(Records excerpted from a collection)
-- Opening Marker --
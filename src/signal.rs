//! Observable value cell used by the layer store.
//!
//! Every write replaces the whole value and notifies subscribers, so a display
//! layer that compares versions (or reference identity of the new value) sees
//! each mutation exactly once.

use std::fmt;

/// Handle returned by [`Signal::subscribe`]; pass it back to unsubscribe.
#[derive(Clone, Copy, Debug, PartialEq, Eq, Hash)]
pub struct SubscriptionId(u64);

pub struct Signal<T> {
    value: T,
    version: u64,
    next_id: u64,
    subscribers: Vec<(SubscriptionId, Box<dyn FnMut(&T)>)>,
}

impl<T> Signal<T> {
    pub fn new(value: T) -> Self {
        Self {
            value,
            version: 0,
            next_id: 0,
            subscribers: Vec::new(),
        }
    }

    pub fn get(&self) -> &T {
        &self.value
    }

    /// Bumped on every `set`/`update`.
    pub fn version(&self) -> u64 {
        self.version
    }

    pub fn set(&mut self, value: T) {
        self.value = value;
        self.version += 1;
        for (_, callback) in self.subscribers.iter_mut() {
            callback(&self.value);
        }
    }

    /// Build the next value from the current one and publish it.
    pub fn update(&mut self, f: impl FnOnce(&T) -> T) {
        let next = f(&self.value);
        self.set(next);
    }

    pub fn subscribe(&mut self, callback: impl FnMut(&T) + 'static) -> SubscriptionId {
        let id = SubscriptionId(self.next_id);
        self.next_id += 1;
        self.subscribers.push((id, Box::new(callback)));
        id
    }

    pub fn unsubscribe(&mut self, id: SubscriptionId) {
        self.subscribers.retain(|(sid, _)| *sid != id);
    }
}

impl<T: Default> Default for Signal<T> {
    fn default() -> Self {
        Self::new(T::default())
    }
}

impl<T: fmt::Debug> fmt::Debug for Signal<T> {
    fn fmt(&self, f: &mut fmt::Formatter<'_>) -> fmt::Result {
        f.debug_struct("Signal")
            .field("value", &self.value)
            .field("version", &self.version)
            .field("subscribers", &self.subscribers.len())
            .finish()
    }
}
-- Closing Marker --
◆ Assigned task
Your reply must repeat the entries above exactly and in full.

◆ Completed task
filename src/signal.rs
//! Observable value cell used by the layer store.
//!
//! Every write replaces the whole value and notifies subscribers, so a display
//! layer that compares versions (or reference identity of the new value) sees
//! each mutation exactly once.

use std::fmt;

/// Handle returned by [`Signal::subscribe`]; pass it back to unsubscribe.
#[derive(Clone, Copy, Debug, PartialEq, Eq, Hash)]
pub struct SubscriptionId(u64);

pub struct Signal<T> {
    value: T,
    version: u64,
    next_id: u64,
    subscribers: Vec<(SubscriptionId, Box<dyn FnMut(&T)>)>,
}

impl<T> Signal<T> {
    pub fn new(value: T) -> Self {
        Self {
            value,
            version: 0,
            next_id: 0,
            subscribers: Vec::new(),
        }
    }

    pub fn get(&self) -> &T {
        &self.value
    }

    /// Bumped on every `set`/`update`.
    pub fn version(&self) -> u64 {
        self.version
    }

    pub fn set(&mut self, value: T) {
        self.value = value;
        self.version += 1;
        for (_, callback) in self.subscribers.iter_mut() {
            callback(&self.value);
        }
    }

    /// Build the next value from the current one and publish it.
    pub fn update(&mut self, f: impl FnOnce(&T) -> T) {
        let next = f(&self.value);
        self.set(next);
    }

    pub fn subscribe(&mut self, callback: impl FnMut(&T) + 'static) -> SubscriptionId {
        let id = SubscriptionId(self.next_id);
        self.next_id += 1;
        self.subscribers.push((id, Box::new(callback)));
        id
    }

    pub fn unsubscribe(&mut self, id: SubscriptionId) {
        self.subscribers.retain(|(sid, _)| *sid != id);
    }
}

impl<T: Default> Default for Signal<T> {
    fn default() -> Self {
        Self::new(T::default())
    }
}

impl<T: fmt::Debug> fmt::Debug for Signal<T> {
    fn fmt(&self, f: &mut fmt::Formatter<'_>) -> fmt::Result {
        f.debug_struct("Signal")
            .field("value", &self.value)
            .field("version", &self.version)
            .field("subscribers", &self.subscribers.len())
            .finish()
    }
}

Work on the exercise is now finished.